_WHAT NEEDS TO BE DONE:_ Nothing but the lines from the one containing "pub fn probe_text<'a>(entry: &'a" through the one containing "parses as a date", both included, should be given again, each exactly as written below.

(Records from a collection)
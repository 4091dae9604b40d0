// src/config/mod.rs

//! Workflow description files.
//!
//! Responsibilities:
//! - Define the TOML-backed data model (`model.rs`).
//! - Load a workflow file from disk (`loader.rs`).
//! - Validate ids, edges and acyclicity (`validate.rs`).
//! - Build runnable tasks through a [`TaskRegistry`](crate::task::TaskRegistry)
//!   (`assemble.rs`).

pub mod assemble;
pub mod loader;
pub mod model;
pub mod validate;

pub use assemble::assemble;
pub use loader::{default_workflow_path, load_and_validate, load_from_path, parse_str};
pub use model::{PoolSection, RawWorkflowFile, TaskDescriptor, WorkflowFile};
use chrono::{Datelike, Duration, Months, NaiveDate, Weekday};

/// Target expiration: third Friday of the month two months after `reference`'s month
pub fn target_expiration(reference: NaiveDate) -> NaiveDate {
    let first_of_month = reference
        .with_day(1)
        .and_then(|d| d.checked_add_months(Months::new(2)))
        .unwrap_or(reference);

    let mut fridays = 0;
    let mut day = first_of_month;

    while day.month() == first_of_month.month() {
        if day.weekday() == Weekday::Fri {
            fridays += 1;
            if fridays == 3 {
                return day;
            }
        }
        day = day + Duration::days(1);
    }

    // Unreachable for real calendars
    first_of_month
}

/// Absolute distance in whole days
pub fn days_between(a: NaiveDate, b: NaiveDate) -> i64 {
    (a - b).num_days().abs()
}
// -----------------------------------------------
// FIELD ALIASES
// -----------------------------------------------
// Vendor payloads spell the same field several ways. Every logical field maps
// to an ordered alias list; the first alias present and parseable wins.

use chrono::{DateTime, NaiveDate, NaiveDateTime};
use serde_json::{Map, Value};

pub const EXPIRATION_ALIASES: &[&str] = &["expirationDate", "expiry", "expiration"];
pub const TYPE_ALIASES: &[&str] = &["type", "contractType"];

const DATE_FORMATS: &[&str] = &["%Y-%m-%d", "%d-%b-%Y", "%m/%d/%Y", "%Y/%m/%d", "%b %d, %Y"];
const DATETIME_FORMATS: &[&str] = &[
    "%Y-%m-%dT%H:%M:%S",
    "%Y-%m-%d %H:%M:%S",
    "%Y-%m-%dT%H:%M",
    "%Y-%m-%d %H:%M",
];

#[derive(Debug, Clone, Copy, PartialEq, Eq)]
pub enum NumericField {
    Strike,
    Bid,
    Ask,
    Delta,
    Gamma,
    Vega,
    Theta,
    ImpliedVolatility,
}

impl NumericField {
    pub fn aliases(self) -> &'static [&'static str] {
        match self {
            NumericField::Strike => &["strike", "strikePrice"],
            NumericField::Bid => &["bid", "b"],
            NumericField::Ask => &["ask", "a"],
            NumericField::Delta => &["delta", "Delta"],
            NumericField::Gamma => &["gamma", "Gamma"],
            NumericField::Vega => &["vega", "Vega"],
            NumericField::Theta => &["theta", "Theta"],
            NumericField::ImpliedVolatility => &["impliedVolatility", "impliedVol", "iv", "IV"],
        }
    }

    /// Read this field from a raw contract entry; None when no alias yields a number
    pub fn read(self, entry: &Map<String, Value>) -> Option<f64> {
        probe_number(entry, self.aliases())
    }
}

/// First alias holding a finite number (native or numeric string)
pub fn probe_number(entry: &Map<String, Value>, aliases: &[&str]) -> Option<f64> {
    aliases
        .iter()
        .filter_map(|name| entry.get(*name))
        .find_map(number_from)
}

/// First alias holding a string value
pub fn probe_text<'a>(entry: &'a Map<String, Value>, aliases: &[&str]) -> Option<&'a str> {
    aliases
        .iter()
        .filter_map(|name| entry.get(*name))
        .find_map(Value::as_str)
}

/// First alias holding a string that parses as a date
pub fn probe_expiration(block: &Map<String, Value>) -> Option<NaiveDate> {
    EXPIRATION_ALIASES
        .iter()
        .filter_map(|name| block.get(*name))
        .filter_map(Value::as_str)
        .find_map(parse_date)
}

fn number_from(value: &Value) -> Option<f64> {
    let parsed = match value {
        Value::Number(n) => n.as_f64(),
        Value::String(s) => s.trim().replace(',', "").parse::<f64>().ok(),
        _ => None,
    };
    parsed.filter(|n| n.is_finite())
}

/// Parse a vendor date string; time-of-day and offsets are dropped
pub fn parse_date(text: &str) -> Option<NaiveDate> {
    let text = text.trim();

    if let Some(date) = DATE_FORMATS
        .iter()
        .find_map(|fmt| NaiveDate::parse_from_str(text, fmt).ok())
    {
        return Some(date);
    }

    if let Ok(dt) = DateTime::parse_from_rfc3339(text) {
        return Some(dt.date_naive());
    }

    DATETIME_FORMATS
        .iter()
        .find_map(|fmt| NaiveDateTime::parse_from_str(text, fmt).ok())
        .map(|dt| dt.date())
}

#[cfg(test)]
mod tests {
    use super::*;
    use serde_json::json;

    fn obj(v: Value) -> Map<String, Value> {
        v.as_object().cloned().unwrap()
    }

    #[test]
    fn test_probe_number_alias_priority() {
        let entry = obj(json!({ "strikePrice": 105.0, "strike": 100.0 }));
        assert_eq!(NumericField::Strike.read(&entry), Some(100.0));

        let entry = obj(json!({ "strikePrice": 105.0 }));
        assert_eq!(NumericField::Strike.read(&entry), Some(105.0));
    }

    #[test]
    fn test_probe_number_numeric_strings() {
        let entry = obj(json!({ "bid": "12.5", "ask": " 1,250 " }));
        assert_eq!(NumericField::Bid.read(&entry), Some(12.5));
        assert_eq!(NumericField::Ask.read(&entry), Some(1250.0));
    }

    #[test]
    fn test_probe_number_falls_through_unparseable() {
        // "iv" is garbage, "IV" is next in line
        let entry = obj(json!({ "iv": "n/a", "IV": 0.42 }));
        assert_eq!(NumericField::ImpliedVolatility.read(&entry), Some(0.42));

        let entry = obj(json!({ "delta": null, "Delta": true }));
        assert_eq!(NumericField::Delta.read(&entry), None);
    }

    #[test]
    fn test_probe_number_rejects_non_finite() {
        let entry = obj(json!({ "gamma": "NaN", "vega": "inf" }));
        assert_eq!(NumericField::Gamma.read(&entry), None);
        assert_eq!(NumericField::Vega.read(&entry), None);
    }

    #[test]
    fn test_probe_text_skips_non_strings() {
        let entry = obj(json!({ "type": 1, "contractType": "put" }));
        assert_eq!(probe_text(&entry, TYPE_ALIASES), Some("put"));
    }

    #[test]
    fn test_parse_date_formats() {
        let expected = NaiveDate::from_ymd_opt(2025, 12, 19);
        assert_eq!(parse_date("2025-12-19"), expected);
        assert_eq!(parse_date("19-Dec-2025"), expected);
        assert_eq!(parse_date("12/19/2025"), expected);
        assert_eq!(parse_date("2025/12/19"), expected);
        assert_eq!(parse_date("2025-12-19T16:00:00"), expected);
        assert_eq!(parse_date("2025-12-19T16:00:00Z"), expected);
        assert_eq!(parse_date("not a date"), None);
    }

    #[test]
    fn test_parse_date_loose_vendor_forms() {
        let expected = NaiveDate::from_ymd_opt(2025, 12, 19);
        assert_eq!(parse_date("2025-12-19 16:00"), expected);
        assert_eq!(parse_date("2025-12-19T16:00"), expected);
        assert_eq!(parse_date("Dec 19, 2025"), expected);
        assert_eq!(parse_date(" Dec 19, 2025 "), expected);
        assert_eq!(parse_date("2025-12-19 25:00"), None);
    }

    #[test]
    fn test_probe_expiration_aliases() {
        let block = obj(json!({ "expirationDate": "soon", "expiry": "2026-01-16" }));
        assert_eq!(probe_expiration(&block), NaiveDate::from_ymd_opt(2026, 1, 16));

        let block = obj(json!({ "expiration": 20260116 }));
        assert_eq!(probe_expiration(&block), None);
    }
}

* * *

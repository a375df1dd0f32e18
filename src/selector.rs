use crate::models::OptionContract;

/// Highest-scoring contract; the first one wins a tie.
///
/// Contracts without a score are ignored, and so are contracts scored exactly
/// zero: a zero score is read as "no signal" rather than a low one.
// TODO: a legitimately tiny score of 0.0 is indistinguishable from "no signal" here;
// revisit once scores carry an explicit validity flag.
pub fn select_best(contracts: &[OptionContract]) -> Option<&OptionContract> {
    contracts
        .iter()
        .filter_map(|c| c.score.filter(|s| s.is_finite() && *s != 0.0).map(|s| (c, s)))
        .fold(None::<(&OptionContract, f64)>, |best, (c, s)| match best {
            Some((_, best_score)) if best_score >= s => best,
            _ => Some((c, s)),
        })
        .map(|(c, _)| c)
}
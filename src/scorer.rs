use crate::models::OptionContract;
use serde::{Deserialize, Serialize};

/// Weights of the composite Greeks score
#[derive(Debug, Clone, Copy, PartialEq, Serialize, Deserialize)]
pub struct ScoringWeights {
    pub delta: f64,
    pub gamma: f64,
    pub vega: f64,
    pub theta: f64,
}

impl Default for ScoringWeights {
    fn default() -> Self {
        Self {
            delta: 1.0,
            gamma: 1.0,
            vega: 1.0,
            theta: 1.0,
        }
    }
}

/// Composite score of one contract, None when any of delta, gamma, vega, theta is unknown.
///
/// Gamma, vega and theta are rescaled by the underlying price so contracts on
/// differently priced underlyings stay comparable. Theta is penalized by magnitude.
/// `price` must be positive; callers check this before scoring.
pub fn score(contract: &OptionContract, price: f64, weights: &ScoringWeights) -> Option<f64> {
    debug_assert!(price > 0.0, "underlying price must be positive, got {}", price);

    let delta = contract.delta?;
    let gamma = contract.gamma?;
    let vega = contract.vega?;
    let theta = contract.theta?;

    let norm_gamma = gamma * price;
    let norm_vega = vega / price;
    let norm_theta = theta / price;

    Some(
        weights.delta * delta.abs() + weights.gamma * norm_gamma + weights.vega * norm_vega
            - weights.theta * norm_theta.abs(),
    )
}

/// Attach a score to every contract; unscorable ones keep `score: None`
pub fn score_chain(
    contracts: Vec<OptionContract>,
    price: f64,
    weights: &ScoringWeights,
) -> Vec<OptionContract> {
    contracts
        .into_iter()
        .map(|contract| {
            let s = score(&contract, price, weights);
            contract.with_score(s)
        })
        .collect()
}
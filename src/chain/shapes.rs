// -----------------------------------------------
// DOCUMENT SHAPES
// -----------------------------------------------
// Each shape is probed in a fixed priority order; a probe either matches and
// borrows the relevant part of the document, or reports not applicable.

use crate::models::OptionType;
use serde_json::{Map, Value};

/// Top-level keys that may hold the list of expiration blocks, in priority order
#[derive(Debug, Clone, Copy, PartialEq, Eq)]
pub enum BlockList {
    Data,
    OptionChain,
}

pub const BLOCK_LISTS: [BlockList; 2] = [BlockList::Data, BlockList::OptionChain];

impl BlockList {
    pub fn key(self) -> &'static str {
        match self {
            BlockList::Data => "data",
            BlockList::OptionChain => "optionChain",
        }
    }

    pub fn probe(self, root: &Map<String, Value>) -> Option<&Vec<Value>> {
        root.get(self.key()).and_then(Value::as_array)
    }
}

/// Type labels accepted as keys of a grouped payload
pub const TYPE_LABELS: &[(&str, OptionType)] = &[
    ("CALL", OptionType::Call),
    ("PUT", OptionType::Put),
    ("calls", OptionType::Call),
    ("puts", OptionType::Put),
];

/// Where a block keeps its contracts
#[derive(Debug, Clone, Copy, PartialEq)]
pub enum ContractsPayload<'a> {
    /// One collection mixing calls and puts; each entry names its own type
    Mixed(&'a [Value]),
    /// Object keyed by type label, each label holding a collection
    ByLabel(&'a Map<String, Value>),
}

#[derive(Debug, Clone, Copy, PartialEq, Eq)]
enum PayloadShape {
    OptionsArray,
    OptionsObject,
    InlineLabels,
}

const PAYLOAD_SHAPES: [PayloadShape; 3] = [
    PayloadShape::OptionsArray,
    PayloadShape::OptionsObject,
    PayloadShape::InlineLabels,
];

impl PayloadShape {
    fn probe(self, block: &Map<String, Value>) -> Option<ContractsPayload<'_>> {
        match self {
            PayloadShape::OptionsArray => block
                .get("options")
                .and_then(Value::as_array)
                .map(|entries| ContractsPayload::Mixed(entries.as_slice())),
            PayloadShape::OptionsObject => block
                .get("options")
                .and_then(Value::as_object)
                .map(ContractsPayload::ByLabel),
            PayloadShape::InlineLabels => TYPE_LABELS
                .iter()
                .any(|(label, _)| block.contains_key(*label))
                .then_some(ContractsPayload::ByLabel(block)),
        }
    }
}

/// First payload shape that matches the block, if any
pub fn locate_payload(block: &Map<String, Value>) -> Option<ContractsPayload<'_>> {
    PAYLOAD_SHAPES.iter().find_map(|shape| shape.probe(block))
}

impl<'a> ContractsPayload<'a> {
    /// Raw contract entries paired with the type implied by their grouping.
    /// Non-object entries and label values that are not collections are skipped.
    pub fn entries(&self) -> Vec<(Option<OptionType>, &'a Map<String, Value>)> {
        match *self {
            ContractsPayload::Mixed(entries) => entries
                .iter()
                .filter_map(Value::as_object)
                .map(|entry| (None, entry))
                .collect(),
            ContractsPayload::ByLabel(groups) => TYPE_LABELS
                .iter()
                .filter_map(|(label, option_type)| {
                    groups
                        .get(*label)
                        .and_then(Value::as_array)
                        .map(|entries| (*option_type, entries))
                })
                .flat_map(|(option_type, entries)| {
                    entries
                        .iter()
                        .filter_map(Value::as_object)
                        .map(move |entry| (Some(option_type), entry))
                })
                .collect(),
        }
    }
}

_WRITTEN SOLUTION:_
pub fn probe_text<'a>(entry: &'a Map<String, Value>, aliases: &[&str]) -> Option<&'a str> {
    aliases
        .iter()
        .filter_map(|name| entry.get(*name))
        .find_map(Value::as_str)
}

/// First alias holding a string that parses as a date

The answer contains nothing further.